//! PageFrame: standard root wrapper for every page rendered inside a tab.
//!
//! Guarantees two metadata attributes on the root DOM element:
//!   - `id`: `"{entity}--{category}"`, e.g. `"p900_sales_invoice--list"`
//!   - `data-page-category`: one of the PAGE_CAT_* constants

use leptos::prelude::*;

pub const PAGE_CAT_LIST: &str = "list";
pub const PAGE_CAT_DETAIL: &str = "detail";
pub const PAGE_CAT_DASHBOARD: &str = "dashboard";

/// Root wrapper that sets standard metadata on every tab page.
///
/// Adds the BEM modifier class based on category:
/// - `list`      → `page`
/// - `detail`    → `page page--detail`
/// - `dashboard` → `page page--dashboard`
#[component]
pub fn PageFrame(
    /// HTML id in format `{entity}--{category}`.
    page_id: &'static str,
    /// One of the PAGE_CAT_* constants.
    category: &'static str,
    /// Additional CSS classes appended after the base class.
    #[prop(optional)]
    class: &'static str,
    children: Children,
) -> impl IntoView {
    let base_class = match category {
        PAGE_CAT_DETAIL => "page page--detail",
        PAGE_CAT_DASHBOARD => "page page--dashboard",
        _ => "page",
    };

    let full_class = if class.is_empty() {
        base_class.to_string()
    } else {
        format!("{base_class} {class}")
    };

    view! {
        <div
            id=page_id
            class=full_class
            data-page-category=category
        >
            {children()}
        </div>
    }
}
use leptos::prelude::*;

pub fn icon(name: &str) -> AnyView {
    match name {
        "dashboard" => view! {
            <svg width="20" height="20" viewBox="0 0 24 24" fill="none" stroke="currentColor" stroke-width="2" stroke-linecap="round" stroke-linejoin="round" aria-hidden="true">
                <path d="M3 3v18h18"/>
                <rect x="7" y="12" width="3" height="6"/>
                <rect x="12" y="8" width="3" height="10"/>
                <rect x="17" y="5" width="3" height="13"/>
            </svg>
        }.into_any(),
        "invoices" => view! {
            <svg width="20" height="20" viewBox="0 0 24 24" fill="none" stroke="currentColor" stroke-width="2" stroke-linecap="round" stroke-linejoin="round" aria-hidden="true">
                <path d="M14 2H6a2 2 0 0 0-2 2v16l4-2 4 2 4-2 4 2V8z"/>
                <path d="M14 2v6h6"/>
                <path d="M8 13h8"/>
                <path d="M8 17h5"/>
            </svg>
        }.into_any(),
        "users" => view! {
            <svg width="20" height="20" viewBox="0 0 24 24" fill="none" stroke="currentColor" stroke-width="2" stroke-linecap="round" stroke-linejoin="round" aria-hidden="true">
                <path d="M17 21v-2a4 4 0 0 0-4-4H7a4 4 0 0 0-4 4v2"/>
                <circle cx="9" cy="7" r="4"/>
                <path d="M23 21v-2a4 4 0 0 0-3-3.87"/>
                <path d="M16 3.13a4 4 0 0 1 0 7.75"/>
            </svg>
        }.into_any(),
        "products" => view! {
            <svg width="20" height="20" viewBox="0 0 24 24" fill="none" stroke="currentColor" stroke-width="2" stroke-linecap="round" stroke-linejoin="round" aria-hidden="true">
                <path d="M21 16V8a2 2 0 0 0-1-1.73l-7-4a2 2 0 0 0-2 0l-7 4A2 2 0 0 0 3 8v8a2 2 0 0 0 1 1.73l7 4a2 2 0 0 0 2 0l7-4A2 2 0 0 0 21 16z"/>
                <path d="M3.27 6.96 12 12l8.73-5.04"/>
                <path d="M12 22V12"/>
            </svg>
        }.into_any(),
        "categories" => view! {
            <svg width="20" height="20" viewBox="0 0 24 24" fill="none" stroke="currentColor" stroke-width="2" stroke-linecap="round" stroke-linejoin="round" aria-hidden="true">
                <path d="M20.59 13.41 13.42 20.58a2 2 0 0 1-2.83 0L2 12V2h10l8.59 8.59a2 2 0 0 1 0 2.82z"/>
                <circle cx="7" cy="7" r="1"/>
            </svg>
        }.into_any(),
        "billboards" => view! {
            <svg width="20" height="20" viewBox="0 0 24 24" fill="none" stroke="currentColor" stroke-width="2" stroke-linecap="round" stroke-linejoin="round" aria-hidden="true">
                <rect x="3" y="3" width="18" height="18" rx="2"/>
                <circle cx="8.5" cy="8.5" r="1.5"/>
                <path d="M21 15l-5-5L5 21"/>
            </svg>
        }.into_any(),
        "money" => view! {
            <svg width="20" height="20" viewBox="0 0 24 24" fill="none" stroke="currentColor" stroke-width="2" stroke-linecap="round" stroke-linejoin="round" aria-hidden="true">
                <path d="M12 1v22"/>
                <path d="M17 5H9.5a3.5 3.5 0 0 0 0 7h5a3.5 3.5 0 0 1 0 7H6"/>
            </svg>
        }.into_any(),
        "check" => view! {
            <svg width="20" height="20" viewBox="0 0 24 24" fill="none" stroke="currentColor" stroke-width="2" stroke-linecap="round" stroke-linejoin="round" aria-hidden="true">
                <polyline points="20 6 9 17 4 12"/>
            </svg>
        }.into_any(),
        "alert" => view! {
            <svg width="20" height="20" viewBox="0 0 24 24" fill="none" stroke="currentColor" stroke-width="2" stroke-linecap="round" stroke-linejoin="round" aria-hidden="true">
                <circle cx="12" cy="12" r="10"/>
                <path d="M12 8v4"/>
                <path d="M12 16h.01"/>
            </svg>
        }.into_any(),
        "building" => view! {
            <svg width="16" height="16" viewBox="0 0 24 24" fill="none" stroke="currentColor" stroke-width="2" stroke-linecap="round" stroke-linejoin="round" aria-hidden="true">
                <path d="M3 22h18"/>
                <path d="M6 22V8l6-5 6 5v14"/>
                <rect x="9" y="13" width="6" height="9"/>
            </svg>
        }.into_any(),
        "menu" => view! {
            <svg width="20" height="20" viewBox="0 0 24 24" fill="none" stroke="currentColor" stroke-width="2" stroke-linecap="round" stroke-linejoin="round" aria-hidden="true">
                <path d="M3 6h18"/>
                <path d="M3 12h18"/>
                <path d="M3 18h18"/>
            </svg>
        }.into_any(),
        "filter" => view! {
            <svg width="16" height="16" viewBox="0 0 24 24" fill="none" stroke="currentColor" stroke-width="2" stroke-linecap="round" stroke-linejoin="round" aria-hidden="true">
                <polygon points="22 3 2 3 10 12.46 10 19 14 21 14 12.46 22 3"/>
            </svg>
        }.into_any(),
        "search" => view! {
            <svg width="16" height="16" viewBox="0 0 24 24" fill="none" stroke="currentColor" stroke-width="2" stroke-linecap="round" stroke-linejoin="round" aria-hidden="true">
                <circle cx="11" cy="11" r="8"/>
                <path d="m21 21-4.35-4.35"/>
            </svg>
        }.into_any(),
        "x" | "cancel" => view! {
            <svg width="16" height="16" viewBox="0 0 24 24" fill="none" stroke="currentColor" stroke-width="2" stroke-linecap="round" stroke-linejoin="round" aria-hidden="true">
                <path d="M18 6 6 18"/>
                <path d="m6 6 12 12"/>
            </svg>
        }.into_any(),
        "plus" => view! {
            <svg width="16" height="16" viewBox="0 0 24 24" fill="none" stroke="currentColor" stroke-width="2" stroke-linecap="round" stroke-linejoin="round" aria-hidden="true">
                <path d="M12 5v14"/>
                <path d="M5 12h14"/>
            </svg>
        }.into_any(),
        "refresh" => view! {
            <svg width="16" height="16" viewBox="0 0 24 24" fill="none" stroke="currentColor" stroke-width="2" stroke-linecap="round" stroke-linejoin="round" aria-hidden="true">
                <path d="M23 4v6h-6"/>
                <path d="M1 20v-6h6"/>
                <path d="M3.51 9a9 9 0 0 1 14.85-3.36L23 10M1 14l4.64 4.36A9 9 0 0 0 20.49 15"/>
            </svg>
        }.into_any(),
        "edit" => view! {
            <svg width="16" height="16" viewBox="0 0 24 24" fill="none" stroke="currentColor" stroke-width="2" stroke-linecap="round" stroke-linejoin="round" aria-hidden="true">
                <path d="M12 20h9"/>
                <path d="M16.5 3.5a2.12 2.12 0 0 1 3 3L7 19l-4 1 1-4z"/>
            </svg>
        }.into_any(),
        "delete" => view! {
            <svg width="16" height="16" viewBox="0 0 24 24" fill="none" stroke="currentColor" stroke-width="2" stroke-linecap="round" stroke-linejoin="round" aria-hidden="true">
                <path d="M3 6h18"/>
                <path d="M19 6v14a2 2 0 0 1-2 2H7a2 2 0 0 1-2-2V6"/>
                <path d="M8 6V4a2 2 0 0 1 2-2h4a2 2 0 0 1 2 2v2"/>
            </svg>
        }.into_any(),
        "save" => view! {
            <svg width="16" height="16" viewBox="0 0 24 24" fill="none" stroke="currentColor" stroke-width="2" stroke-linecap="round" stroke-linejoin="round" aria-hidden="true">
                <path d="M19 21H5a2 2 0 0 1-2-2V5a2 2 0 0 1 2-2h11l5 5v11a2 2 0 0 1-2 2z"/>
                <path d="M17 21v-8H7v8"/>
                <path d="M7 3v5h8"/>
            </svg>
        }.into_any(),
        "maximize" => view! {
            <svg width="16" height="16" viewBox="0 0 24 24" fill="none" stroke="currentColor" stroke-width="2" stroke-linecap="round" stroke-linejoin="round" aria-hidden="true">
                <path d="M8 3H5a2 2 0 0 0-2 2v3"/>
                <path d="M21 8V5a2 2 0 0 0-2-2h-3"/>
                <path d="M3 16v3a2 2 0 0 0 2 2h3"/>
                <path d="M16 21h3a2 2 0 0 0 2-2v-3"/>
            </svg>
        }.into_any(),
        "minimize" => view! {
            <svg width="16" height="16" viewBox="0 0 24 24" fill="none" stroke="currentColor" stroke-width="2" stroke-linecap="round" stroke-linejoin="round" aria-hidden="true">
                <path d="M8 3v3a2 2 0 0 1-2 2H3"/>
                <path d="M21 8h-3a2 2 0 0 1-2-2V3"/>
                <path d="M3 16h3a2 2 0 0 1 2 2v3"/>
                <path d="M16 21v-3a2 2 0 0 1 2-2h3"/>
            </svg>
        }.into_any(),
        "chevron-left" => view! {
            <svg width="16" height="16" viewBox="0 0 24 24" fill="none" stroke="currentColor" stroke-width="2" stroke-linecap="round" stroke-linejoin="round" aria-hidden="true">
                <polyline points="15 18 9 12 15 6"/>
            </svg>
        }.into_any(),
        "chevron-right" => view! {
            <svg width="16" height="16" viewBox="0 0 24 24" fill="none" stroke="currentColor" stroke-width="2" stroke-linecap="round" stroke-linejoin="round" aria-hidden="true">
                <polyline points="9 18 15 12 9 6"/>
            </svg>
        }.into_any(),
        "chevron-down" => view! {
            <svg width="16" height="16" viewBox="0 0 24 24" fill="none" stroke="currentColor" stroke-width="2" stroke-linecap="round" stroke-linejoin="round" aria-hidden="true">
                <polyline points="6 9 12 15 18 9"/>
            </svg>
        }.into_any(),
        "chevrons-left" => view! {
            <svg width="16" height="16" viewBox="0 0 24 24" fill="none" stroke="currentColor" stroke-width="2" stroke-linecap="round" stroke-linejoin="round" aria-hidden="true">
                <polyline points="11 17 6 12 11 7"/>
                <polyline points="18 17 13 12 18 7"/>
            </svg>
        }.into_any(),
        "chevrons-right" => view! {
            <svg width="16" height="16" viewBox="0 0 24 24" fill="none" stroke="currentColor" stroke-width="2" stroke-linecap="round" stroke-linejoin="round" aria-hidden="true">
                <polyline points="13 17 18 12 13 7"/>
                <polyline points="6 17 11 12 6 7"/>
            </svg>
        }.into_any(),
        _ => view! {
            <svg width="20" height="20" viewBox="0 0 24 24" fill="none" stroke="currentColor" stroke-width="2" stroke-linecap="round" stroke-linejoin="round" aria-hidden="true">
                <circle cx="12" cy="12" r="10"/>
                <path d="M12 8v4l3 3"/>
            </svg>
        }.into_any(),
    }
}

════

[What to work on]
Report every line of the data above that contains the string "left" by copying it in full.

[Reply]
        "chevron-left" => view! {
        "chevrons-left" => view! {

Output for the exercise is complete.